It often happens that people seeing our collection for the first time are surprised to hear that it is produced in places like India and Nepal. As if contemporary beauty and quality were not readily attributed to those countries, constricted as they are in our collective imagery as having one single dimension: poverty.
I feel that this surprise is the key to the meaning of our work here at I+I. It represents our pride at having established a rapport of exchange with very remote cultures, at having helped them to grow, and having learned from them how to make a «new» product. This is not a product conceived in the West and outsourced to a third-world country in order to cost less. It is a product based on local skills, highly specialized and traditional manufacturing techniques, which by encountering a very different mentality - ours - generate unexpected and sometimes astounding results.

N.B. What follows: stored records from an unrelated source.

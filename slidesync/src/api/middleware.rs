//! # Bearer Key Authentication Middleware
//!
//! Guards the slide processing routes when `SLIDESYNC_API_KEYS` is set.
//! With no keys configured the routes are open, matching a single-user
//! deployment behind the capture page.

use axum::{
    body::Body,
    extract::State,
    http::Request,
    middleware::Next,
    response::{IntoResponse, Response},
};

use crate::api::state::AppState;
use crate::error::SlideSyncError;

/// Axum middleware enforcing `Authorization: Bearer <token>`.
///
/// # Behavior
///
/// - No keys configured → request passes through.
/// - Header missing or not a Bearer token → 401.
/// - Token not in the configured key list → 401.
///
/// Errors use the same `{ "success": false, "error": "..." }` body as the
/// processing routes.
pub async fn api_key_middleware(
    State(state): State<AppState>,
    request: Request<Body>,
    next: Next,
) -> Response {
    let keys = &state.config.server.api_keys;
    if keys.is_empty() {
        return next.run(request).await;
    }

    let auth_header = request
        .headers()
        .get("Authorization")
        .and_then(|h| h.to_str().ok());

    let token = match auth_header {
        Some(h) => match h.strip_prefix("Bearer ") {
            Some(token) => token,
            None => {
                return SlideSyncError::ApiAuth(
                    "Invalid authorization header format. Expected: Bearer <token>".to_string(),
                )
                .into_response();
            }
        },
        None => {
            return SlideSyncError::ApiAuth("Missing authorization header".to_string())
                .into_response();
        }
    };

    if keys.iter().any(|key| key == token) {
        next.run(request).await
    } else {
        tracing::debug!("Rejected request with unknown API key");
        SlideSyncError::ApiAuth("Invalid API key".to_string()).into_response()
    }
}

#[cfg(test)]
mod tests {
    use super::*;
    use crate::config::{Config, OcrConfig, ServerConfig};
    use crate::ocr::OcrProvider;
    use axum::http::StatusCode;
    use axum::{middleware, routing::get, Router};
    use tower::ServiceExt;

    fn build_test_app(api_keys: Vec<String>) -> Router {
        let config = Config {
            server: ServerConfig {
                api_keys,
                ..ServerConfig::default()
            },
            ocr: OcrConfig::default(),
        };
        let state = AppState::new(config, OcrProvider::unavailable("test"));

        async fn protected_handler() -> &'static str {
            "protected"
        }

        Router::new()
            .route("/protected", get(protected_handler))
            .route_layer(middleware::from_fn_with_state(
                state.clone(),
                api_key_middleware,
            ))
            .with_state(state)
    }

    async fn parse_error_body(response: Response) -> (StatusCode, serde_json::Value) {
        let status = response.status();
        let body = axum::body::to_bytes(response.into_body(), usize::MAX)
            .await
            .unwrap();
        let json: serde_json::Value = serde_json::from_slice(&body).unwrap();
        (status, json)
    }

    fn get_protected(auth: Option<&str>) -> Request<Body> {
        let mut builder = Request::builder().uri("/protected");
        if let Some(value) = auth {
            builder = builder.header("Authorization", value);
        }
        builder.body(Body::empty()).unwrap()
    }

    #[tokio::test]
    async fn test_open_when_no_keys_configured() {
        let app = build_test_app(vec![]);
        let response = app.oneshot(get_protected(None)).await.unwrap();
        assert_eq!(response.status(), StatusCode::OK);
    }

    #[tokio::test]
    async fn test_allows_valid_key() {
        let app = build_test_app(vec!["k1".to_string(), "k2".to_string()]);
        let response = app.oneshot(get_protected(Some("Bearer k2"))).await.unwrap();
        assert_eq!(response.status(), StatusCode::OK);
    }

    #[tokio::test]
    async fn test_rejects_invalid_key() {
        let app = build_test_app(vec!["k1".to_string()]);
        let response = app
            .oneshot(get_protected(Some("Bearer wrong")))
            .await
            .unwrap();

        let (status, json) = parse_error_body(response).await;
        assert_eq!(status, StatusCode::UNAUTHORIZED);
        assert_eq!(json["success"], false);
        assert_eq!(json["error"], "Invalid API key");
    }

    #[tokio::test]
    async fn test_rejects_missing_header() {
        let app = build_test_app(vec!["k1".to_string()]);
        let response = app.oneshot(get_protected(None)).await.unwrap();

        let (status, json) = parse_error_body(response).await;
        assert_eq!(status, StatusCode::UNAUTHORIZED);
        assert_eq!(json["error"], "Missing authorization header");
    }

    #[tokio::test]
    async fn test_rejects_non_bearer_scheme() {
        let app = build_test_app(vec!["k1".to_string()]);
        let response = app
            .oneshot(get_protected(Some("Basic azE6")))
            .await
            .unwrap();

        let (status, json) = parse_error_body(response).await;
        assert_eq!(status, StatusCode::UNAUTHORIZED);
        assert!(json["error"]
            .as_str()
            .unwrap()
            .contains("Expected: Bearer <token>"));
    }
}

We believe in an evolutionary process in the carpet craft, convinced that the relationship with the women and men who make them, working in the places of their origin, is essential to obtain real social and environmental sustainability.
The results you see here tell only a fraction of the tale of this process, but all of it is treasured as our distinctive heritage, our philosophy.
My conviction is that the I+I character, the crossing of design with different ethnic cultures favors the recognizability of our products with a very wide range of public, without distinction of race or background, from North to South and from East to West.
Our rugs are produced in India and Nepal. Together with our producers in these countries, we share a project of sustainable development which sees in globalization the possibility of enrichment through an exchange of social and cultural values.
To appreciate the value of a product which arrives in our home, the manufacturing process must respect the laws of the market and the dignity of the labourer. Only in this way we can fully enjoy these beautiful products.
We are glad to support the Goodweave organization, an international non-governmental organization working to end illegal child labor in the handmade rug industry and offer educational opportunities to children in South Asia.